:: Task input ::
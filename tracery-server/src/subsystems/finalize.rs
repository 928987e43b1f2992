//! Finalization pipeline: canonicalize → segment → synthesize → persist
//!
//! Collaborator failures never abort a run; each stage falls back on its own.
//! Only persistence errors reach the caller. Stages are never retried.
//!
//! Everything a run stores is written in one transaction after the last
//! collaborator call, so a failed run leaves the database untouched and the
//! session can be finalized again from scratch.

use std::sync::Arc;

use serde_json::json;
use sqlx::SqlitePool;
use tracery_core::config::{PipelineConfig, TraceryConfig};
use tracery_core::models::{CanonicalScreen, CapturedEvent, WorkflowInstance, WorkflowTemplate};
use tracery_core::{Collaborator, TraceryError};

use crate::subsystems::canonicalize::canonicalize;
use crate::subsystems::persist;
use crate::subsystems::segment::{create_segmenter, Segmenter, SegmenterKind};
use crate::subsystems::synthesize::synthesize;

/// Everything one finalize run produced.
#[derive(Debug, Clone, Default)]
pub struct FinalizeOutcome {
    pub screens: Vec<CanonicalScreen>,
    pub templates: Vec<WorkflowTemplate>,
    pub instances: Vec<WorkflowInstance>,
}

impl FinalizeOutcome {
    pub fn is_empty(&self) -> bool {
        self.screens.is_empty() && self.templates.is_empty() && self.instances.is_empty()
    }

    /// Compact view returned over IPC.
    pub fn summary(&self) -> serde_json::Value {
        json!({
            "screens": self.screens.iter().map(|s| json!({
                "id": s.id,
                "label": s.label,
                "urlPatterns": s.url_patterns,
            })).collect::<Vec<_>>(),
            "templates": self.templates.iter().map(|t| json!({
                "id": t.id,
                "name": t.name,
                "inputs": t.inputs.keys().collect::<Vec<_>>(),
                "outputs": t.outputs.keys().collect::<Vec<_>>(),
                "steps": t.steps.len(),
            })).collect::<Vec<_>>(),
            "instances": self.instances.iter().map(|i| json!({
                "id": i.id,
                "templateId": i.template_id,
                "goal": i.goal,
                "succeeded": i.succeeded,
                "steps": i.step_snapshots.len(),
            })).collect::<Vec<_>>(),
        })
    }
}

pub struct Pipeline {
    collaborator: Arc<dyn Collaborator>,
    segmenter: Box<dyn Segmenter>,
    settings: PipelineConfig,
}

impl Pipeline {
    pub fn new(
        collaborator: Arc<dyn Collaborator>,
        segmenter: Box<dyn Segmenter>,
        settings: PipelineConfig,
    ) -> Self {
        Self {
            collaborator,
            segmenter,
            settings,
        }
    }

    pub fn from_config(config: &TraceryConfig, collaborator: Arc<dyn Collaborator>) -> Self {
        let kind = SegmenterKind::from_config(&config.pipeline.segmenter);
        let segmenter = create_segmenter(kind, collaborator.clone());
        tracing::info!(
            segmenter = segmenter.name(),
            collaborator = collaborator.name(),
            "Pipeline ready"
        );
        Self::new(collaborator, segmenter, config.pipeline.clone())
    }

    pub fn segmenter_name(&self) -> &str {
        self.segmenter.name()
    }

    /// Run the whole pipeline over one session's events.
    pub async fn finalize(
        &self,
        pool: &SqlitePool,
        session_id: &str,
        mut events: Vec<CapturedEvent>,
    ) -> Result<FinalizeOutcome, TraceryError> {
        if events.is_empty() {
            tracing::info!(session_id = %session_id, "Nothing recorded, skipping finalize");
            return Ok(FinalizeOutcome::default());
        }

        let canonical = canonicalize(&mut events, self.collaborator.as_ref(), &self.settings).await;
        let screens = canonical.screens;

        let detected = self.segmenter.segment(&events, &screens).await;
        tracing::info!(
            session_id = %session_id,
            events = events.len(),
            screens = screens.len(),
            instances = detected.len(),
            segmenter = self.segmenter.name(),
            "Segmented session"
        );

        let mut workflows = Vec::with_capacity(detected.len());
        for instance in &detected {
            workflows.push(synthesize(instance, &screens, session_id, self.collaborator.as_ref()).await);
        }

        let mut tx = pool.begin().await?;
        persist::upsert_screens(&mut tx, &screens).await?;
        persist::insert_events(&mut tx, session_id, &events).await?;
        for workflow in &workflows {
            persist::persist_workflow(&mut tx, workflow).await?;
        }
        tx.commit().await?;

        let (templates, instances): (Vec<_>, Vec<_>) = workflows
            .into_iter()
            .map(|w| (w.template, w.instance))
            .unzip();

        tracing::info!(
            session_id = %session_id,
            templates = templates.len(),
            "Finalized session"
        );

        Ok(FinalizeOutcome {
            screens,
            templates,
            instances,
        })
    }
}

:: Exercise requirements ::
How many lines in the listing above have the word "steps" in them? Count them and give the number alone.

:: Answer to this exercise ::
2